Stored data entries

= Beginning of Section =

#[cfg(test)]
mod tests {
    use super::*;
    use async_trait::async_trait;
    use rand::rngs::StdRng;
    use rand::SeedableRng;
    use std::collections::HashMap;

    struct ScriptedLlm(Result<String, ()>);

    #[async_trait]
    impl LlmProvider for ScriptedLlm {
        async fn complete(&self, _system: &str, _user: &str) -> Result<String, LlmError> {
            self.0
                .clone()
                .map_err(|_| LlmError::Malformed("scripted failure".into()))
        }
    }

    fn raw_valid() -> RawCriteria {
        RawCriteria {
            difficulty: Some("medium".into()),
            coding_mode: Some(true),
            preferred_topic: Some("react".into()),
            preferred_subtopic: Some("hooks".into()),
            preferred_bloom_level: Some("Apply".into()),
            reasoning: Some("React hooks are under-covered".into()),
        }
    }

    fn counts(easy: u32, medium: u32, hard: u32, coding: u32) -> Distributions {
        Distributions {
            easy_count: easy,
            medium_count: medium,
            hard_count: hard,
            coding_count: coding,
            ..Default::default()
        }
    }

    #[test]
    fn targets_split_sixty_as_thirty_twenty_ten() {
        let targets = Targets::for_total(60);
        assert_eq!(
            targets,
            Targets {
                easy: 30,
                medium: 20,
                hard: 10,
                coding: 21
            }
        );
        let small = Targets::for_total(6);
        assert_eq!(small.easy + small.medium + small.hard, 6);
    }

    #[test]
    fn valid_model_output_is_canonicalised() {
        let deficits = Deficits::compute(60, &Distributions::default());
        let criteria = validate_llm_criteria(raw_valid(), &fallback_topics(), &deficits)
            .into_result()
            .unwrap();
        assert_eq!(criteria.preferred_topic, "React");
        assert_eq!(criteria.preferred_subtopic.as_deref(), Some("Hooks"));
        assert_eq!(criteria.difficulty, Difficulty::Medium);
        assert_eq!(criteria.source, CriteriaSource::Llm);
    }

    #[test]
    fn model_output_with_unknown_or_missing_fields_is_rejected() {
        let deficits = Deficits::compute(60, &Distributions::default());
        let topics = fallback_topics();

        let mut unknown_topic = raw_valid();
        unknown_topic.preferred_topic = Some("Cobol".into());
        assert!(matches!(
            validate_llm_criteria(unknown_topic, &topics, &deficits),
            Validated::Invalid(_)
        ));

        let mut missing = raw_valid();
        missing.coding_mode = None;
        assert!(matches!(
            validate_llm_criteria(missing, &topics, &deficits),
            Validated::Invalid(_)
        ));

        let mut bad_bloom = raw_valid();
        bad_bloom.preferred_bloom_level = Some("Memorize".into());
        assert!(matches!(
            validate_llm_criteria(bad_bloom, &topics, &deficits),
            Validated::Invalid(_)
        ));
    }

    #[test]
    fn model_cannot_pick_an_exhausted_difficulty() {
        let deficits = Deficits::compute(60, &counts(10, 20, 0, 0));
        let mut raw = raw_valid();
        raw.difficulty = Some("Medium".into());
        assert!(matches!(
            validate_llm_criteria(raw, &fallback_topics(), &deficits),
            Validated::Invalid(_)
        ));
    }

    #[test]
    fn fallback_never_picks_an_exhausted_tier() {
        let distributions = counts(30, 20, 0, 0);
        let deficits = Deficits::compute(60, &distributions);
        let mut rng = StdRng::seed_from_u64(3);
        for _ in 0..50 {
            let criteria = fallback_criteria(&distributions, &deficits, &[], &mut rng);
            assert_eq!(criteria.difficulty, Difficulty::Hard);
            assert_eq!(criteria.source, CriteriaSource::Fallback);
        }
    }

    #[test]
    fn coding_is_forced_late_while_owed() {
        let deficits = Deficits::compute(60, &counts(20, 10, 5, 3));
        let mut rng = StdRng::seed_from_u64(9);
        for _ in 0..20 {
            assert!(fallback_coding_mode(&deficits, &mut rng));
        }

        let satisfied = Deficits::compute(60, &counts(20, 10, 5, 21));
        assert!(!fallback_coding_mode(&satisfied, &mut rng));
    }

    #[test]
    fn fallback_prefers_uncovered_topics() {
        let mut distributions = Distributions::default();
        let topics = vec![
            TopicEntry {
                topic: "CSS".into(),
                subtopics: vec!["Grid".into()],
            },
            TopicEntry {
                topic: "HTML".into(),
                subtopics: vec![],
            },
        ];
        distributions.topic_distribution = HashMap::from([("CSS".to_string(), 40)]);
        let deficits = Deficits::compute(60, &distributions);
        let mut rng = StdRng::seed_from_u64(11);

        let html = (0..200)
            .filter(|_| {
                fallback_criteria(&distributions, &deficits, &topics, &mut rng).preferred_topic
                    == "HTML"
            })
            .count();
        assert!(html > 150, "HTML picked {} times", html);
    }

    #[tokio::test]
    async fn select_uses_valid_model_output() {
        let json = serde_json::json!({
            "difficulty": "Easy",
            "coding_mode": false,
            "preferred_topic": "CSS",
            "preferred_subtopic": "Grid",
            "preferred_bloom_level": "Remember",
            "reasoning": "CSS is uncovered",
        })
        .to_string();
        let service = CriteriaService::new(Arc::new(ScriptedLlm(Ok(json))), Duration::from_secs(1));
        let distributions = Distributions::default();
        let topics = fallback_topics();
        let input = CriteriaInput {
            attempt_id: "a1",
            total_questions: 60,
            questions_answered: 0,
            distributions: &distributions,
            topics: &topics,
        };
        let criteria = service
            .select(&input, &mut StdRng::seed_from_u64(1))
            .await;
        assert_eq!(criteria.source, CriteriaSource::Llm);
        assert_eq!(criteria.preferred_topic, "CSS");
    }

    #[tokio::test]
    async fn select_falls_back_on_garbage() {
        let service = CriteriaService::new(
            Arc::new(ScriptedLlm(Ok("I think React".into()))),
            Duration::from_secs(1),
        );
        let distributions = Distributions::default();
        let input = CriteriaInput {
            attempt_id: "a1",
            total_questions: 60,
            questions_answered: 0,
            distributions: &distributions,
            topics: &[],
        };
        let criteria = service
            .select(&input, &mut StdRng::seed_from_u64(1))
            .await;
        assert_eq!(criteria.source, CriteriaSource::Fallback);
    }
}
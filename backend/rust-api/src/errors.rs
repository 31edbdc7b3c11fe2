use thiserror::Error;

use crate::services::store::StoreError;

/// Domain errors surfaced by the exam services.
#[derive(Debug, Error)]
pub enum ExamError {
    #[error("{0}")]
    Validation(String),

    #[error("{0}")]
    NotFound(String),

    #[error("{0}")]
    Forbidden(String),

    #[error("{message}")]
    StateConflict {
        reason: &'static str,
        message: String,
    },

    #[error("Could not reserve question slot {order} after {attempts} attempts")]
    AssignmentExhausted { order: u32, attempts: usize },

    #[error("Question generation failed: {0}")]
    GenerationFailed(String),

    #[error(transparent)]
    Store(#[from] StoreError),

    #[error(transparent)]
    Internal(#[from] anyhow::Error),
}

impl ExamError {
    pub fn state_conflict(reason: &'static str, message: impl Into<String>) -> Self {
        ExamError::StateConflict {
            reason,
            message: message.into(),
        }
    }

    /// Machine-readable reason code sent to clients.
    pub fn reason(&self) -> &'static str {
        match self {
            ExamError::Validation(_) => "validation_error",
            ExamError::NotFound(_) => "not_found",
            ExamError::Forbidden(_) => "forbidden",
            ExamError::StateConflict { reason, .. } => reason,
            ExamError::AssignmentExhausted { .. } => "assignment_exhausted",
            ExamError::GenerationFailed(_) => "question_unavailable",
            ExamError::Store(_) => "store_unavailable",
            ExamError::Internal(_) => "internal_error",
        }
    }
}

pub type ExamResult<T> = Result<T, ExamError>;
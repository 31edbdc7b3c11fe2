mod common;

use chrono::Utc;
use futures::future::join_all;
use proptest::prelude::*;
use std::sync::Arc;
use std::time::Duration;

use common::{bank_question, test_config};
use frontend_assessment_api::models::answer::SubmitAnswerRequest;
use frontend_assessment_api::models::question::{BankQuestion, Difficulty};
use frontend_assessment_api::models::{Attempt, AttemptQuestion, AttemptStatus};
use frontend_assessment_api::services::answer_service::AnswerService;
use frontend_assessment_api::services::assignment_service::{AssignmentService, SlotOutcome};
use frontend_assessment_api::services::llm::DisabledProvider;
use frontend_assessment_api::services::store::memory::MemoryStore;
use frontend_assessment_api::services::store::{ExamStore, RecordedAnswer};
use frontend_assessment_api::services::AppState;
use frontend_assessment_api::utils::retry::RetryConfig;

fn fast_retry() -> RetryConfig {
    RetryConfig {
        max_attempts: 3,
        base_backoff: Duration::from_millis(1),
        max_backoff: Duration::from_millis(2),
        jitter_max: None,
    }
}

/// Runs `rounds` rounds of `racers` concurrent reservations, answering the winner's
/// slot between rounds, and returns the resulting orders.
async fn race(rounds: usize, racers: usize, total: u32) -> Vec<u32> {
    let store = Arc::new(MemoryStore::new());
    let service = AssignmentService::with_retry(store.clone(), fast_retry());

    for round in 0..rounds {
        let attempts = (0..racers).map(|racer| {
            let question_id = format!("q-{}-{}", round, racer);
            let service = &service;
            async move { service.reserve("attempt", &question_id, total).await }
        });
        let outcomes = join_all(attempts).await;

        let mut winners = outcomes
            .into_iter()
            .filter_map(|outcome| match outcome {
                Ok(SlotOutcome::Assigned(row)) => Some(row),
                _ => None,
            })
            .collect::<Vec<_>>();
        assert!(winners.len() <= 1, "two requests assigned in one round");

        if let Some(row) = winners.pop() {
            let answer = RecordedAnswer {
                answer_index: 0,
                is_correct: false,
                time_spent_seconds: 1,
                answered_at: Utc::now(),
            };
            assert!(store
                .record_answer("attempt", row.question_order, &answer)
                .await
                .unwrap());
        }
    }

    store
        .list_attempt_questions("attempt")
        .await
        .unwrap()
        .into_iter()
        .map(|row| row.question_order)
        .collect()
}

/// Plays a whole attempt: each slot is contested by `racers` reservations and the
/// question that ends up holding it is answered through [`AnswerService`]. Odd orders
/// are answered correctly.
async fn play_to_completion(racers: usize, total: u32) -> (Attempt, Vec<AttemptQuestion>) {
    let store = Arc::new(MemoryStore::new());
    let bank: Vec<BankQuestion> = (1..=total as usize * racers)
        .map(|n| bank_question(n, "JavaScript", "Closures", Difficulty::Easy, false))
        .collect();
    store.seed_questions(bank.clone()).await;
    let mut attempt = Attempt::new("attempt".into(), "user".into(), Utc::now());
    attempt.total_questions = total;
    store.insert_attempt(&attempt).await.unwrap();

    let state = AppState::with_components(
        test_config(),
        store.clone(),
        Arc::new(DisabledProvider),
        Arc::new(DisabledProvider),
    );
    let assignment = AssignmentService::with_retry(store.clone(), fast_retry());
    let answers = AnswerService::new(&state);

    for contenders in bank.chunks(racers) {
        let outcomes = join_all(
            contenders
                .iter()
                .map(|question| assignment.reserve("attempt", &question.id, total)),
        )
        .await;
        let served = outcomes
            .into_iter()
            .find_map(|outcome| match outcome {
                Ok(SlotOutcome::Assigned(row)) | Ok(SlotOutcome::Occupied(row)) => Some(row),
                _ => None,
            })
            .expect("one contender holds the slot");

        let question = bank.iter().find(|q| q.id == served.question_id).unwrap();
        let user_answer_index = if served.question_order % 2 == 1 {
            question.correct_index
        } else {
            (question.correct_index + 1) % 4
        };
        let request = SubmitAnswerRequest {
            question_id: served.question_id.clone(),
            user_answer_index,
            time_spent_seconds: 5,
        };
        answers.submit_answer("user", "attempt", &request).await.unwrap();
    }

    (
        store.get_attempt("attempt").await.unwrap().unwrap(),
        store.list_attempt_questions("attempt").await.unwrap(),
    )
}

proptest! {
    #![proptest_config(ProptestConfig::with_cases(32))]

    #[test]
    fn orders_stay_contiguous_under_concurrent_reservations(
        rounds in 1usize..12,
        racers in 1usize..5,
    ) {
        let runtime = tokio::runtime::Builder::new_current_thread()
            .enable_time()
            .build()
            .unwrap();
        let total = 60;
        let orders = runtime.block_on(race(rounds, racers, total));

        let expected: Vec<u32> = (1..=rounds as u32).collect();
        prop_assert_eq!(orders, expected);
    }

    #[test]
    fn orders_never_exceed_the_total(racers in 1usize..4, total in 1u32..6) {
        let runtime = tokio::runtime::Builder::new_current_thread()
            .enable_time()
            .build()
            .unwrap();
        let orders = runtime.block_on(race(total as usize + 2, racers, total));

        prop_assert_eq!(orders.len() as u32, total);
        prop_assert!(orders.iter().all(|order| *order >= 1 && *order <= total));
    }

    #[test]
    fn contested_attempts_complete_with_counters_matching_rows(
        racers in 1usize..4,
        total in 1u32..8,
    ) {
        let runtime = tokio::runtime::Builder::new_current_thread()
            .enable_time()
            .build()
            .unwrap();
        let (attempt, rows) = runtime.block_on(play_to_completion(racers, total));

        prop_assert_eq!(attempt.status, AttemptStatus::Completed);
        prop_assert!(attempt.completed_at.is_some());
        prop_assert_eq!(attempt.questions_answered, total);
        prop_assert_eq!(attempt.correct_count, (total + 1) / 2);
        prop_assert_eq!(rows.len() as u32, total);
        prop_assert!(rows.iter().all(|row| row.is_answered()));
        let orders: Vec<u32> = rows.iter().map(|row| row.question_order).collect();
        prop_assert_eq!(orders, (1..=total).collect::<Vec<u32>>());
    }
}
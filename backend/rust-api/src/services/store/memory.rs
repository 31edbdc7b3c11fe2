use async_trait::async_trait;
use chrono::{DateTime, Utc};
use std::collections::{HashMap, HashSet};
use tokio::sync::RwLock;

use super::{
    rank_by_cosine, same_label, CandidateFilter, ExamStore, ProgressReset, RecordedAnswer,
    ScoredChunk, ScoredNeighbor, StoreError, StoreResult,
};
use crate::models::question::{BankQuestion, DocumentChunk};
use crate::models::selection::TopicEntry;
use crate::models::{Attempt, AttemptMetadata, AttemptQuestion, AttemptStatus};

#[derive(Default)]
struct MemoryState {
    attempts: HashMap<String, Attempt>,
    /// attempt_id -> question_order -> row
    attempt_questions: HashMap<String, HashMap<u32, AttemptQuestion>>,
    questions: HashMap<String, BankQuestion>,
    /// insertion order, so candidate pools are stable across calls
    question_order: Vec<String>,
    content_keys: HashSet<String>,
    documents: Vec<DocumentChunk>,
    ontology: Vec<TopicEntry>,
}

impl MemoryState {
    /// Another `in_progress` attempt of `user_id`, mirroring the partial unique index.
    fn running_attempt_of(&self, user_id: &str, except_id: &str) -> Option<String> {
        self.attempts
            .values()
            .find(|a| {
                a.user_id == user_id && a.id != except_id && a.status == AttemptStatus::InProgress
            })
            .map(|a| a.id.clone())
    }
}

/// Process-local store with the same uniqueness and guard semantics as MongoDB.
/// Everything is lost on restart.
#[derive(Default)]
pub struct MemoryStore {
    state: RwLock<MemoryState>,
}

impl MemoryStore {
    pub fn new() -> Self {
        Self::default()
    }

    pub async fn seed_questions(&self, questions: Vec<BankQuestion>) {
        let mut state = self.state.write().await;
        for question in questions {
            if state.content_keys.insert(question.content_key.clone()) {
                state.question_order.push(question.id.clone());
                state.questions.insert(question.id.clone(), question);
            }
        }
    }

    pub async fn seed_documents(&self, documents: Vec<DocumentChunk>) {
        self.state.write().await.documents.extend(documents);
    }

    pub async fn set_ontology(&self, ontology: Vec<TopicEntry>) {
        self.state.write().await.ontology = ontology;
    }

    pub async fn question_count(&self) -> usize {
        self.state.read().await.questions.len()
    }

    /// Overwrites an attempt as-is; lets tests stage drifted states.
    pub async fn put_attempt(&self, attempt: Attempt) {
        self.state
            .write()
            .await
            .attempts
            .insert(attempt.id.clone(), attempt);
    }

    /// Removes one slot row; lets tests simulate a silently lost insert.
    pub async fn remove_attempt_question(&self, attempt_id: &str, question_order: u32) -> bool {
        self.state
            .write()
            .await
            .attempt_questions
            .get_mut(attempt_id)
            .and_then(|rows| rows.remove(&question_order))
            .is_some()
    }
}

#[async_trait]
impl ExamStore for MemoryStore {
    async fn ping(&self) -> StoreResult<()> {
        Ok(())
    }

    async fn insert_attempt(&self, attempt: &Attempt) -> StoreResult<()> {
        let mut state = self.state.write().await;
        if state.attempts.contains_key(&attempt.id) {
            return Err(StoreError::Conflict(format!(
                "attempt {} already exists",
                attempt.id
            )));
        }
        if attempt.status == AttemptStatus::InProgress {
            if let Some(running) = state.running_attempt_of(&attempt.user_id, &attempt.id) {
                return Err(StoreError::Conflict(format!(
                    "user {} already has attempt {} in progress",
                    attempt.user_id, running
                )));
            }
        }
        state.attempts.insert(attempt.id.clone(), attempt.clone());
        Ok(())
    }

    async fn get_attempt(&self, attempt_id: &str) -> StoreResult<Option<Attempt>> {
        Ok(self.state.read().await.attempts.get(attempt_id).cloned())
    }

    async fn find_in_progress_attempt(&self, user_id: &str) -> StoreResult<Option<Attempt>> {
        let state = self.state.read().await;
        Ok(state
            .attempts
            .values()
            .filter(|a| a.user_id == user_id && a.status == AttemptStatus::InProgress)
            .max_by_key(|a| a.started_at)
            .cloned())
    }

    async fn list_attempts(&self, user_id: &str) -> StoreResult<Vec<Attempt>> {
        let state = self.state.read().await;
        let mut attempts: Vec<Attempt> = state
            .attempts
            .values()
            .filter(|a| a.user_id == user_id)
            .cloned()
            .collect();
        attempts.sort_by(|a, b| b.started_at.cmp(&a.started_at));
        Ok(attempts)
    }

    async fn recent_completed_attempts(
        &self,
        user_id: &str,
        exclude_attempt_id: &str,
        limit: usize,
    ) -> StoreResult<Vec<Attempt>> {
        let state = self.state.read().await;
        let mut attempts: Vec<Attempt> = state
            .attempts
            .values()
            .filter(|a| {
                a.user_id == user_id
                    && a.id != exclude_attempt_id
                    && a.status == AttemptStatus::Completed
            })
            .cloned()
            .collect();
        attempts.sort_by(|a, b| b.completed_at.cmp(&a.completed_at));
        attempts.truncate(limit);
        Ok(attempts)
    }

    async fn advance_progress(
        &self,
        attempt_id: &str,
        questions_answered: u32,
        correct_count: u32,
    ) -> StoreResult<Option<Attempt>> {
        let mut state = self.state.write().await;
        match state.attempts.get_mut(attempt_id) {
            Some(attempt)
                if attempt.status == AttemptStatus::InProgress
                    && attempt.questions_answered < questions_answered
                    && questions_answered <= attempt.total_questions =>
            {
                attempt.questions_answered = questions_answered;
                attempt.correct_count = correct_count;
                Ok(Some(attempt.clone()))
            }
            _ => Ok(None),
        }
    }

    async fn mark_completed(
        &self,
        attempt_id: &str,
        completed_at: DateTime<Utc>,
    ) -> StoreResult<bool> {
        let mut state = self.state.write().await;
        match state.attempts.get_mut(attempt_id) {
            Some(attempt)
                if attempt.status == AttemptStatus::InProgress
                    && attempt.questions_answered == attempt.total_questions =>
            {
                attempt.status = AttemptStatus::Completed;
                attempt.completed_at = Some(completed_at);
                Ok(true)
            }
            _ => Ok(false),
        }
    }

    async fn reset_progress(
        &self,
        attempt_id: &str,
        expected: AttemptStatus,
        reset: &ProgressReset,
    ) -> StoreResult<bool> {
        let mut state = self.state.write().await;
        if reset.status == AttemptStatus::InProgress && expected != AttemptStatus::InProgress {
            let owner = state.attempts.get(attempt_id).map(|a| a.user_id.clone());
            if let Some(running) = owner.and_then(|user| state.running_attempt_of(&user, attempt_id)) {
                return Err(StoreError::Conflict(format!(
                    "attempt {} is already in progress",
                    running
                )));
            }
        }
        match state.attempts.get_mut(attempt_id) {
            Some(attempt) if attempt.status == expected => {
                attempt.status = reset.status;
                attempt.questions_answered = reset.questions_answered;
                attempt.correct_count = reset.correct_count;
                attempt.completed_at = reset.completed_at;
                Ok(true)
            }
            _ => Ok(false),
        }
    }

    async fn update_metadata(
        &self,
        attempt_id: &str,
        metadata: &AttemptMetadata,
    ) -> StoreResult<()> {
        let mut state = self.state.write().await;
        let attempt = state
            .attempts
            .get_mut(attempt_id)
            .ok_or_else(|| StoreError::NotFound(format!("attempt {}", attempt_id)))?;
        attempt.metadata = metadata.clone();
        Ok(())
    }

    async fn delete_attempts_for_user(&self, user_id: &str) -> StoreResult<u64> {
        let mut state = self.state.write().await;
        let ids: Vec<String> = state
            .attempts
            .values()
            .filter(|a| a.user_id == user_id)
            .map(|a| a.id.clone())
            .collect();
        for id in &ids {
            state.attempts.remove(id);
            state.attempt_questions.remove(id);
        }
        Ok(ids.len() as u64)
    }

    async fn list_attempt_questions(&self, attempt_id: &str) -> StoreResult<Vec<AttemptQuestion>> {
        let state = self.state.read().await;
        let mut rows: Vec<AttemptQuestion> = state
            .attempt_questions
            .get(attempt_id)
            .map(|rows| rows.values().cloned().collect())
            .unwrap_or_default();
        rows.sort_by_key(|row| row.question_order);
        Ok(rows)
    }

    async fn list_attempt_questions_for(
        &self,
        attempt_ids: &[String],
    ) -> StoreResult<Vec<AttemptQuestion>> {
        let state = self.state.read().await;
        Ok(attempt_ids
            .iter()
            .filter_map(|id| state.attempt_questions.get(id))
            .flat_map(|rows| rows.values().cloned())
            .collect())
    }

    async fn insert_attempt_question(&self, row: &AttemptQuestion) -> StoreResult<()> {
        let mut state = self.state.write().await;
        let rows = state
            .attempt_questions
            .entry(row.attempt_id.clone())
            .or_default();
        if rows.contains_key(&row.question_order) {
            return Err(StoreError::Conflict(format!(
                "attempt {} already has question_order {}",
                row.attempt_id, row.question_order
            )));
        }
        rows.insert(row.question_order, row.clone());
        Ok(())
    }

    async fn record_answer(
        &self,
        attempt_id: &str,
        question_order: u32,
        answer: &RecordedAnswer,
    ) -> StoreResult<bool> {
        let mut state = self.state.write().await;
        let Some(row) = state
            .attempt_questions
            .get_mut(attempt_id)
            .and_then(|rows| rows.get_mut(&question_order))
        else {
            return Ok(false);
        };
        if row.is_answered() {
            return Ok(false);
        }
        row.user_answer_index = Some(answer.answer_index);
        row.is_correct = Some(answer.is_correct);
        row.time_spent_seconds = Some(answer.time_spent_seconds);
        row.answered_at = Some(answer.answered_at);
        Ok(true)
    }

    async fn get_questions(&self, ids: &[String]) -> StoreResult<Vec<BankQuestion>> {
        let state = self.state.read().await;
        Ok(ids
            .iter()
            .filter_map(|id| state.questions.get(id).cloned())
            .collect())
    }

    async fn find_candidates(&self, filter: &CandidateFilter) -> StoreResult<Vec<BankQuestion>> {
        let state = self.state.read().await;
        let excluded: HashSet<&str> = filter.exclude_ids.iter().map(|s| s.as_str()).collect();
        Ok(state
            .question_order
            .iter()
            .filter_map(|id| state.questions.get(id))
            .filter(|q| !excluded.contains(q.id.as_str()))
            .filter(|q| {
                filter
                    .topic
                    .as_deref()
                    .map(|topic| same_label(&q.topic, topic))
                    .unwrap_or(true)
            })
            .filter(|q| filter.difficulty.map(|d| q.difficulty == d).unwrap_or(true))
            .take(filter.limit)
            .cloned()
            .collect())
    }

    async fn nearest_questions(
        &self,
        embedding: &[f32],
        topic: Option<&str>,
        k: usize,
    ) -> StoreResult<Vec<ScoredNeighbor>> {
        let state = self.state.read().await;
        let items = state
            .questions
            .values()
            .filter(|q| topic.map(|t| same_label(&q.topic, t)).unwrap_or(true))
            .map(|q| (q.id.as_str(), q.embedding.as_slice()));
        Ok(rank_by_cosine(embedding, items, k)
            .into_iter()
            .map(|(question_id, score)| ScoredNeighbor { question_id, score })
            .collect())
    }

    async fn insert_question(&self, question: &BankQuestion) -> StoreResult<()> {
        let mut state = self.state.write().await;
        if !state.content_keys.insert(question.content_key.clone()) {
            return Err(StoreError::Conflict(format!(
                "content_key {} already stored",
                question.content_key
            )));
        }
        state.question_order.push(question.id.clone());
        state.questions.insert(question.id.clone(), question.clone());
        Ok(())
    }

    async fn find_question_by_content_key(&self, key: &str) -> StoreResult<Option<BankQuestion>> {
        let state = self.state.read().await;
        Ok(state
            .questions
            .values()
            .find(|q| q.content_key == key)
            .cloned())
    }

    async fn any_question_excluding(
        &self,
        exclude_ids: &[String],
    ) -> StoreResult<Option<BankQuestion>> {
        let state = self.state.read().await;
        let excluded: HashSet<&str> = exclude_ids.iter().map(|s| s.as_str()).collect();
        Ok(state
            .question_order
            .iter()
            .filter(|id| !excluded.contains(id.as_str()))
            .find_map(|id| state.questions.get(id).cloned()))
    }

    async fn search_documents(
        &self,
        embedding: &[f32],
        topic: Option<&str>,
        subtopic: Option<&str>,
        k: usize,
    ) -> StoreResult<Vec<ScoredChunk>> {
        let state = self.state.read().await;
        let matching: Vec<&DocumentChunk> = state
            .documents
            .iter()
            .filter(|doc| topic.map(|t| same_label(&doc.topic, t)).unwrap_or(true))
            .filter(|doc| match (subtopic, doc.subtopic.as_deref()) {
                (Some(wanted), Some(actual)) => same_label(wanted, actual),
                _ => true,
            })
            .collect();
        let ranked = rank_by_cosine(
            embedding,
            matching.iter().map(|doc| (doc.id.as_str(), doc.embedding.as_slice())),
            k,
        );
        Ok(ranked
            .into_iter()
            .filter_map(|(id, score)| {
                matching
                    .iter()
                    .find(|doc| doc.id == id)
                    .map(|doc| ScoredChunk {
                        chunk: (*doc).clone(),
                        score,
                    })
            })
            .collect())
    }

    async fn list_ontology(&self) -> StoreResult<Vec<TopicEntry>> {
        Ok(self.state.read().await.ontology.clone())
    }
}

= End of Section =

Which lines above hold the string "expected"? Copy every one of them.

- _Exercise result_
        let expected: Vec<u32> = (1..=rounds as u32).collect();
        prop_assert_eq!(orders, expected);
        expected: AttemptStatus,
        if reset.status == AttemptStatus::InProgress && expected != AttemptStatus::InProgress {
            Some(attempt) if attempt.status == expected => {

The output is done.